Chely Wright  - An Interview About Owning Your Life: Exclusive

Kansas born and bred Richell Rene "Chely" Wright put the 9mm gun into her mouth and was about to pull the trigger when something stopped her in her tracks. The next two-and-a-half years would take the newly openly-gay country music singer/songwriter on a journey from her small town Nashville home to the museum-lined streets of Manhattan; an excursion that would include penning her long-awaited biography and result in her coming out of the closet in the straight world of country music.
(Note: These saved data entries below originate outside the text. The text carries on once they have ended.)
use futures_util::StreamExt;
use jsonwebtoken::{encode, EncodingKey, Header};
use leadline_proto::{ApiResponse, RealtimeMessage};
use leadline_server::subscription_db::SubscriptionDb;
use leadline_server::{app, AppState, Claims};
use serde_json::json;
use std::time::Duration;
use tempfile::TempDir;
use tokio_tungstenite::tungstenite::client::IntoClientRequest;
use tokio_tungstenite::tungstenite::http::header::AUTHORIZATION;
use tokio_tungstenite::tungstenite::Message;

const JWT_TEST_SECRET: &[u8] = b"leadline-test-secret";

struct TestServer {
    base_url: String,
    db: SubscriptionDb,
    _dir: TempDir,
}

async fn spawn_server() -> TestServer {
    let dir = tempfile::tempdir().expect("create temp dir");
    let db = SubscriptionDb::open(dir.path()).await.expect("open db");
    let state = AppState::new(db.clone(), JWT_TEST_SECRET);

    let listener = tokio::net::TcpListener::bind("127.0.0.1:0")
        .await
        .expect("bind");
    let addr = listener.local_addr().unwrap();
    tokio::spawn(async move {
        axum::serve(listener, app(state)).await.unwrap();
    });

    TestServer {
        base_url: format!("http://{addr}"),
        db,
        _dir: dir,
    }
}

fn token_for(user_id: &str) -> String {
    let claims = Claims {
        sub: user_id.to_string(),
        exp: (chrono::Utc::now() + chrono::Duration::hours(1)).timestamp() as usize,
    };
    encode(
        &Header::default(),
        &claims,
        &EncodingKey::from_secret(JWT_TEST_SECRET),
    )
    .unwrap()
}

fn subscription(endpoint: &str, auth: &str) -> serde_json::Value {
    json!({
        "subscription": {
            "endpoint": endpoint,
            "keys": { "p256dh": "BNcRdreALRFXTkOOUHK1EtK2wtaz5Ry4YfYCA_0QTpQtUbVlUls0VJXg7A8u-Ts1XbjhazAkj7I99e8QcYP7DkM", "auth": auth }
        }
    })
}

#[tokio::test]
async fn test_health_endpoint() {
    let server = spawn_server().await;
    let resp = reqwest::get(format!("{}/api/health", server.base_url))
        .await
        .unwrap();
    assert_eq!(resp.status(), 200);
    assert_eq!(resp.text().await.unwrap(), "OK");
}

#[tokio::test]
async fn test_subscribe_requires_token() {
    let server = spawn_server().await;
    let client = reqwest::Client::new();

    let resp = client
        .post(format!("{}/api/notifications/subscribe", server.base_url))
        .json(&subscription("https://push.example.com/a", "k1"))
        .send()
        .await
        .unwrap();
    assert_eq!(resp.status(), 401);
    let body: ApiResponse = resp.json().await.unwrap();
    assert!(!body.success);

    let resp = client
        .post(format!("{}/api/notifications/subscribe", server.base_url))
        .bearer_auth("not-a-jwt")
        .json(&subscription("https://push.example.com/a", "k1"))
        .send()
        .await
        .unwrap();
    assert_eq!(resp.status(), 401);
}

#[tokio::test]
async fn test_subscribe_upserts_per_user_and_endpoint() {
    let server = spawn_server().await;
    let client = reqwest::Client::new();
    let url = format!("{}/api/notifications/subscribe", server.base_url);

    for auth in ["k1", "k2"] {
        let resp = client
            .post(&url)
            .bearer_auth(token_for("u1"))
            .json(&subscription("https://push.example.com/a", auth))
            .send()
            .await
            .unwrap();
        assert_eq!(resp.status(), 200);
        let body: ApiResponse = resp.json().await.unwrap();
        assert_eq!(body, ApiResponse::ok());
    }
    // A second device of the same user is a separate row
    client
        .post(&url)
        .bearer_auth(token_for("u1"))
        .json(&subscription("https://push.example.com/b", "k3"))
        .send()
        .await
        .unwrap();

    let rows = server.db.list("u1").await.unwrap();
    assert_eq!(rows.len(), 2);
    assert_eq!(rows[0].endpoint, "https://push.example.com/a");
    assert_eq!(rows[0].keys.auth, "k2");
    assert!(server.db.list("u2").await.unwrap().is_empty());
}

#[tokio::test]
async fn test_unsubscribe_removes_only_the_callers_row() {
    let server = spawn_server().await;
    let client = reqwest::Client::new();
    for user in ["u1", "u2"] {
        client
            .post(format!("{}/api/notifications/subscribe", server.base_url))
            .bearer_auth(token_for(user))
            .json(&subscription("https://push.example.com/shared", "k"))
            .send()
            .await
            .unwrap();
    }

    let resp = client
        .post(format!("{}/api/notifications/unsubscribe", server.base_url))
        .bearer_auth(token_for("u1"))
        .json(&json!({ "endpoint": "https://push.example.com/shared" }))
        .send()
        .await
        .unwrap();
    assert_eq!(resp.status(), 200);

    assert!(server.db.list("u1").await.unwrap().is_empty());
    assert_eq!(server.db.list("u2").await.unwrap().len(), 1);
}

#[tokio::test]
async fn test_malformed_bodies_are_bad_requests() {
    let server = spawn_server().await;
    let client = reqwest::Client::new();

    let resp = client
        .post(format!("{}/api/notifications/subscribe", server.base_url))
        .bearer_auth(token_for("u1"))
        .json(&json!({ "endpoint": "https://push.example.com/a" }))
        .send()
        .await
        .unwrap();
    assert_eq!(resp.status(), 400);
    let body: ApiResponse = resp.json().await.unwrap();
    assert!(!body.success);
    assert!(body.error.is_some());

    let resp = client
        .post(format!("{}/api/notifications/subscribe", server.base_url))
        .bearer_auth(token_for("u1"))
        .json(&subscription("ftp://push.example.com/a", "k"))
        .send()
        .await
        .unwrap();
    assert_eq!(resp.status(), 400);

    let resp = client
        .post(format!("{}/api/notifications/unsubscribe", server.base_url))
        .bearer_auth(token_for("u1"))
        .json(&json!({ "endpoint": "" }))
        .send()
        .await
        .unwrap();
    assert_eq!(resp.status(), 400);
}

#[tokio::test]
async fn test_assignment_reaches_assignee_socket() {
    let server = spawn_server().await;

    let ws_url = format!("{}/api/realtime", server.base_url.replace("http://", "ws://"));
    let mut request = ws_url.into_client_request().unwrap();
    request.headers_mut().insert(
        AUTHORIZATION,
        format!("Bearer {}", token_for("caller-7")).parse().unwrap(),
    );
    let (mut socket, _) = tokio_tungstenite::connect_async(request).await.unwrap();

    let resp = reqwest::Client::new()
        .post(format!("{}/api/notifications/assign", server.base_url))
        .bearer_auth(token_for("admin-1"))
        .json(&json!({ "lead_id": "L-42", "lead_name": "Asha Rao", "assignee_id": "caller-7" }))
        .send()
        .await
        .unwrap();
    assert_eq!(resp.status(), 200);

    let frame = tokio::time::timeout(Duration::from_secs(5), socket.next())
        .await
        .expect("assignment delivered")
        .unwrap()
        .unwrap();
    let Message::Text(text) = frame else {
        panic!("expected a text frame, got {frame:?}");
    };
    match serde_json::from_str::<RealtimeMessage>(&text).unwrap() {
        RealtimeMessage::LeadAssigned {
            lead_id,
            assigned_by,
            ..
        } => {
            assert_eq!(lead_id, "L-42");
            assert_eq!(assigned_by.as_deref(), Some("admin-1"));
        }
        other => panic!("unexpected message {other:?}"),
    }
}

#[tokio::test]
async fn test_reminder_change_reaches_owner_socket() {
    let server = spawn_server().await;

    let ws_url = format!("{}/api/realtime", server.base_url.replace("http://", "ws://"));
    let mut request = ws_url.into_client_request().unwrap();
    request.headers_mut().insert(
        AUTHORIZATION,
        format!("Bearer {}", token_for("caller-7")).parse().unwrap(),
    );
    let (mut socket, _) = tokio_tungstenite::connect_async(request).await.unwrap();

    let client = reqwest::Client::new();
    let resp = client
        .post(format!("{}/api/notifications/reminder", server.base_url))
        .bearer_auth(token_for("admin-1"))
        .json(&json!({ "reminder_id": "", "user_id": "caller-7" }))
        .send()
        .await
        .unwrap();
    assert_eq!(resp.status(), 400);

    let resp = client
        .post(format!("{}/api/notifications/reminder", server.base_url))
        .bearer_auth(token_for("admin-1"))
        .json(&json!({ "reminder_id": "r-9", "user_id": "caller-7" }))
        .send()
        .await
        .unwrap();
    assert_eq!(resp.status(), 200);

    let frame = tokio::time::timeout(Duration::from_secs(5), socket.next())
        .await
        .expect("reminder change delivered")
        .unwrap()
        .unwrap();
    let Message::Text(text) = frame else {
        panic!("expected a text frame, got {frame:?}");
    };
    assert_eq!(
        serde_json::from_str::<RealtimeMessage>(&text).unwrap(),
        RealtimeMessage::ReminderChanged {
            reminder_id: "r-9".into()
        }
    );
}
Kansas born and bred Richell Rene "Chely" Wright put the 9mm gun into her mouth and was about to pull the trigger when something stopped her in her tracks. The next two-and-a-half years would take the newly openly-gay country music singer/songwriter on a journey from her small town Nashville home to the museum-lined streets of Manhattan; an excursion that would include penning her long-awaited biography and result in her coming out of the closet in the straight world of country music. At the end of this emotional gut-wrenching timeframe, Wright learned how to dance in the light and own it for the very first time in her life.  Days, weeks, months and years of wondering when someone would find out about her secret life were finally over.

It took Wright 39 years to come to grips with her sexuality and to become comfortable with her feelings towards other women. Up until that time, she had convinced herself to believe that those around her would be punished if she even so much as looked at another woman. Being in a long-term relationship for 12 years with someone in the closet and with no intention of coming out further complicated the already complex matter. When that relationship soured, Wright was left devastated and hanging onto her last breath for any sign of tangible life. The frustration, anger and admitted insanity surrounding the break-up left Wright pouring her heart and soul out onto tape all the while wishing she could destroy the machine. Lifted Off the Ground is a reflection of this good-evil-sane-insane dichotomous time in Wright’s life.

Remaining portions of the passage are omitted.